### Task
For this exercise, copy each line of the records that contains the word "accountant".

[Stored items]
__________________________________________________

//! `mambatune` — thin driver over the training core.
//!
//! Subcommands: `info` (accountant report), `benchmark-optimizer`, `train`,
//! `test-forward`. Exit codes: 0 success, 1 initialization failure,
//! 2 training failure, 3 cancelled.

use std::path::{Path, PathBuf};
use std::process::ExitCode;
use std::sync::atomic::Ordering;
use std::time::{Duration, Instant};

use anyhow::{Context, Result};
use clap::{Parser, Subcommand};
use cli_table::{format::Justify, Cell, Style, Table};
use rand::rngs::StdRng;
use rand::SeedableRng;
use serde::Deserialize;
use tracing::{error, info};
use tracing_subscriber::EnvFilter;

use indexmap::IndexMap;
use mambatune_core::{
    accountant, cancellation_flag, cross_entropy, ActivationCache, AdamW, CheckpointConfig,
    ConstantLr, DataConfig, DataSource, FileCheckpointSink, ForwardCtx, KernelSet, LoraAdapterSet,
    LoraConfig, MemoryCategory, MemorySampler, ModelConfig, OptimizerConfig, QuantSpec,
    QuantizedModel, SyntheticDataSource, Tensor, TrainConfig, Trainer,
};

const EXIT_OK: u8 = 0;
const EXIT_INIT_FAILURE: u8 = 1;
const EXIT_TRAIN_FAILURE: u8 = 2;
const EXIT_CANCELLED: u8 = 3;

#[derive(Parser)]
#[command(name = "mambatune", version, about = "QLoRA training for hybrid SSM/MoE models")]
struct Cli {
    /// TOML settings file; defaults apply when omitted.
    #[arg(long, global = true)]
    config: Option<PathBuf>,

    /// Emit JSON-lines logs instead of the human formatter.
    #[arg(long, global = true)]
    json_logs: bool,

    #[command(subcommand)]
    command: Command,
}

#[derive(Subcommand)]
enum Command {
    /// Build the quantized model and print the memory accountant report.
    Info,
    /// Time the optimizer kernel paths over a fixed-shape parameter.
    BenchmarkOptimizer {
        #[arg(long, default_value_t = 100)]
        iterations: usize,
        #[arg(long, default_value_t = 1 << 20)]
        elements: usize,
    },
    /// Run the training loop.
    Train,
    /// Run a single forward pass and report shapes, loss and timing.
    TestForward,
}

#[derive(Debug, Deserialize)]
#[serde(default)]
struct Settings {
    model: ModelConfig,
    quant: QuantSpec,
    lora: LoraConfig,
    optimizer: OptimizerConfig,
    data: DataConfig,
    checkpoint: CheckpointConfig,
    train: TrainConfig,
    checkpoint_dir: PathBuf,
    /// Synthetic dataset size, in sequences.
    data_sequences: usize,
    /// Optional total byte budget enforced by the accountant, in MiB.
    memory_limit_mib: Option<usize>,
    /// Background memory sampler period, in seconds. 0 disables it.
    memory_sample_secs: u64,
    seed: u64,
}

impl Default for Settings {
    fn default() -> Self {
        Self {
            model: ModelConfig::default(),
            quant: QuantSpec::default(),
            lora: LoraConfig::default(),
            optimizer: OptimizerConfig::default(),
            data: DataConfig::default(),
            checkpoint: CheckpointConfig::default(),
            train: TrainConfig::default(),
            checkpoint_dir: PathBuf::from("checkpoints"),
            data_sequences: 256,
            memory_limit_mib: None,
            memory_sample_secs: 10,
            seed: 42,
        }
    }
}

impl Settings {
    fn load(path: Option<&Path>) -> Result<Self> {
        let settings = match path {
            Some(path) => {
                let raw = std::fs::read_to_string(path)
                    .with_context(|| format!("could not read settings at {}", path.display()))?;
                toml::from_str(&raw)
                    .with_context(|| format!("could not parse settings at {}", path.display()))?
            }
            None => Settings::default(),
        };
        if let Some(mib) = settings.memory_limit_mib {
            accountant().set_limit(mib * 1024 * 1024);
        }
        Ok(settings)
    }
}

fn init_tracing(json: bool) {
    let filter = EnvFilter::try_from_default_env().unwrap_or_else(|_| EnvFilter::new("info"));
    if json {
        tracing_subscriber::fmt()
            .with_env_filter(filter)
            .json()
            .init();
    } else {
        tracing_subscriber::fmt().with_env_filter(filter).init();
    }
}

fn build_model(settings: &Settings) -> Result<QuantizedModel> {
    info!(
        vocab = settings.model.vocab_size,
        d_model = settings.model.d_model,
        layers = settings.model.num_layers,
        block_size = settings.quant.block_size,
        double_quant = settings.quant.double_quant,
        "building quantized model"
    );
    let started = Instant::now();
    let model = QuantizedModel::from_init(settings.model.clone(), settings.quant, settings.seed)?;
    info!(
        elapsed_ms = started.elapsed().as_millis() as u64,
        packed_mib = model.quantized_bytes() / (1024 * 1024),
        "model ready"
    );
    Ok(model)
}

fn build_adapters(settings: &Settings, model: &QuantizedModel) -> Result<LoraAdapterSet> {
    let mut rng = StdRng::seed_from_u64(settings.seed.wrapping_add(1));
    let adapters = LoraAdapterSet::attach(model.config(), &settings.lora, &mut rng)?;
    info!(
        adapters = adapters.len(),
        trainable_params = adapters.param_count(),
        "attached LoRA adapters"
    );
    Ok(adapters)
}

fn print_memory_report() -> Result<()> {
    let report = accountant().report();
    let rows: Vec<Vec<cli_table::CellStruct>> = report
        .by_category
        .iter()
        .map(|(category, usage)| {
            vec![
                category.to_string().cell(),
                format!("{:.2}", usage.current as f64 / (1024.0 * 1024.0))
                    .cell()
                    .justify(Justify::Right),
                format!("{:.2}", usage.peak as f64 / (1024.0 * 1024.0))
                    .cell()
                    .justify(Justify::Right),
            ]
        })
        .collect();
    let table = rows
        .table()
        .title(vec![
            "category".cell().bold(true),
            "current MiB".cell().bold(true),
            "peak MiB".cell().bold(true),
        ])
        .bold(true);
    cli_table::print_stdout(table)?;
    println!(
        "total: {:.2} MiB current, {:.2} MiB peak",
        report.current as f64 / (1024.0 * 1024.0),
        report.peak as f64 / (1024.0 * 1024.0)
    );
    Ok(())
}

fn cmd_info(settings: &Settings) -> Result<()> {
    let model = build_model(settings)?;
    let adapters = build_adapters(settings, &model)?;
    println!(
        "{} layers ({} MoE), d_model {}, vocab {}",
        model.config().num_layers,
        (0..model.config().num_layers)
            .filter(|&i| mambatune_core::layer_kind(i) == mambatune_core::LayerKind::Moe)
            .count(),
        model.config().d_model,
        model.config().vocab_size,
    );
    println!(
        "packed weights: {:.2} MiB, trainable adapter parameters: {}",
        model.quantized_bytes() as f64 / (1024.0 * 1024.0),
        adapters.param_count()
    );
    print_memory_report()
}

fn cmd_benchmark_optimizer(settings: &Settings, iterations: usize, elements: usize) -> Result<()> {
    let kernels = KernelSet::cpu();
    let mut rng = StdRng::seed_from_u64(settings.seed);
    let mut results = Vec::new();
    for (label, kernel) in [("host f32", None), ("f16 kernel", kernels.optimizer.clone())] {
        let mut param = Tensor::randn(
            &[elements],
            0.0,
            0.02,
            &mut rng,
            MemoryCategory::ModelWeights,
        )?;
        let grad = Tensor::randn(&[elements], 0.0, 0.01, &mut rng, MemoryCategory::Gradients)?;
        let mut grads = IndexMap::new();
        grads.insert("bench.p".to_string(), grad);
        let mut optimizer = AdamW::new(
            settings.optimizer.clone(),
            Box::new(ConstantLr(settings.optimizer.learning_rate)),
            kernel,
        );
        let started = Instant::now();
        for _ in 0..iterations {
            optimizer.step(vec![("bench.p", &mut param)], &grads)?;
        }
        let elapsed = started.elapsed();
        results.push((label, elapsed));
    }

    let rows: Vec<Vec<cli_table::CellStruct>> = results
        .iter()
        .map(|(label, elapsed)| {
            vec![
                (*label).cell(),
                format!("{iterations}").cell().justify(Justify::Right),
                format!("{:.1}", elapsed.as_secs_f64() * 1e3)
                    .cell()
                    .justify(Justify::Right),
                format!("{:.1}", elapsed.as_secs_f64() * 1e6 / iterations as f64)
                    .cell()
                    .justify(Justify::Right),
            ]
        })
        .collect();
    let table = rows
        .table()
        .title(vec![
            "path".cell().bold(true),
            "iterations".cell().bold(true),
            "total ms".cell().bold(true),
            "per-step µs".cell().bold(true),
        ])
        .bold(true);
    cli_table::print_stdout(table)?;
    Ok(())
}

fn cmd_test_forward(settings: &Settings) -> Result<()> {
    let model = build_model(settings)?;
    let adapters = build_adapters(settings, &model)?;
    let kernels = KernelSet::cpu();
    let mut data = SyntheticDataSource::new(settings.data.clone(), 1, settings.seed);
    let batch = data
        .next_batch()
        .context("synthetic source produced no batch")?;

    let started = Instant::now();
    let mut cache = ActivationCache::new();
    let out = {
        let mut ctx = ForwardCtx {
            adapters: Some(&adapters),
            cache: Some(&mut cache),
            kernels: &kernels,
            training: false,
            record_adapter_inputs: false,
            rng: None,
        };
        model.forward(&batch.input_ids, &mut ctx, Some(&settings.checkpoint))?
    };
    let logits = model.project_to_vocab(&out.hidden)?;
    let loss = cross_entropy(&logits, &batch.target_ids)?;
    info!(
        elapsed_ms = started.elapsed().as_millis() as u64,
        logits_shape = ?logits.shape(),
        loss = loss.loss,
        accuracy = loss.accuracy,
        aux_loss = out.aux_loss,
        "forward pass complete"
    );
    cache.clear();
    print_memory_report()
}

async fn cmd_train(settings: Settings) -> Result<u8> {
    let model = build_model(&settings)?;
    let mut adapters = build_adapters(&settings, &model)?;
    let sink = FileCheckpointSink::new(&settings.checkpoint_dir)?;
    let data = SyntheticDataSource::new(
        settings.data.clone(),
        settings.data_sequences,
        settings.seed.wrapping_add(2),
    );

    let cancel = cancellation_flag();
    let handler_flag = cancel.clone();
    ctrlc::set_handler(move || {
        handler_flag.store(true, Ordering::Relaxed);
    })
    .context("could not install the ctrl-c handler")?;

    let sampler = (settings.memory_sample_secs > 0)
        .then(|| MemorySampler::spawn(Duration::from_secs(settings.memory_sample_secs)));

    let outcome = tokio::task::block_in_place(|| {
        let mut trainer = Trainer::new(
            &model,
            &mut adapters,
            settings.optimizer.clone(),
            KernelSet::cpu(),
            settings.checkpoint,
            settings.train.clone(),
            data,
            sink,
            cancel,
        );
        trainer.train()
    });

    if let Some(sampler) = sampler {
        sampler.shutdown();
    }

    match outcome {
        Ok(outcome) if outcome.cancelled => {
            info!(
                steps = outcome.steps_completed,
                "training cancelled by signal"
            );
            Ok(EXIT_CANCELLED)
        }
        Ok(outcome) => {
            info!(
                steps = outcome.steps_completed,
                final_loss = outcome.final_loss,
                "training finished"
            );
            Ok(EXIT_OK)
        }
        Err(err) => {
            error!("training failed: {err}");
            Ok(EXIT_TRAIN_FAILURE)
        }
    }
}

#[tokio::main]
async fn main() -> ExitCode {
    let cli = Cli::parse();
    init_tracing(cli.json_logs);

    let settings = match Settings::load(cli.config.as_deref()) {
        Ok(settings) => settings,
        Err(err) => {
            error!("initialization failed: {err:#}");
            return ExitCode::from(EXIT_INIT_FAILURE);
        }
    };

    let result = match cli.command {
        Command::Info => cmd_info(&settings).map(|_| EXIT_OK),
        Command::BenchmarkOptimizer {
            iterations,
            elements,
        } => cmd_benchmark_optimizer(&settings, iterations, elements).map(|_| EXIT_OK),
        Command::TestForward => cmd_test_forward(&settings).map(|_| EXIT_OK),
        Command::Train => cmd_train(settings).await,
    };

    match result {
        Ok(code) => ExitCode::from(code),
        Err(err) => {
            error!("initialization failed: {err:#}");
            ExitCode::from(EXIT_INIT_FAILURE)
        }
    }
}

__________________________________________________

### Reply
//! Subcommands: `info` (accountant report), `benchmark-optimizer`, `train`,
    accountant, cancellation_flag, cross_entropy, ActivationCache, AdamW, CheckpointConfig,
    /// Build the quantized model and print the memory accountant report.
    /// Optional total byte budget enforced by the accountant, in MiB.
            accountant().set_limit(mib * 1024 * 1024);
    let report = accountant().report();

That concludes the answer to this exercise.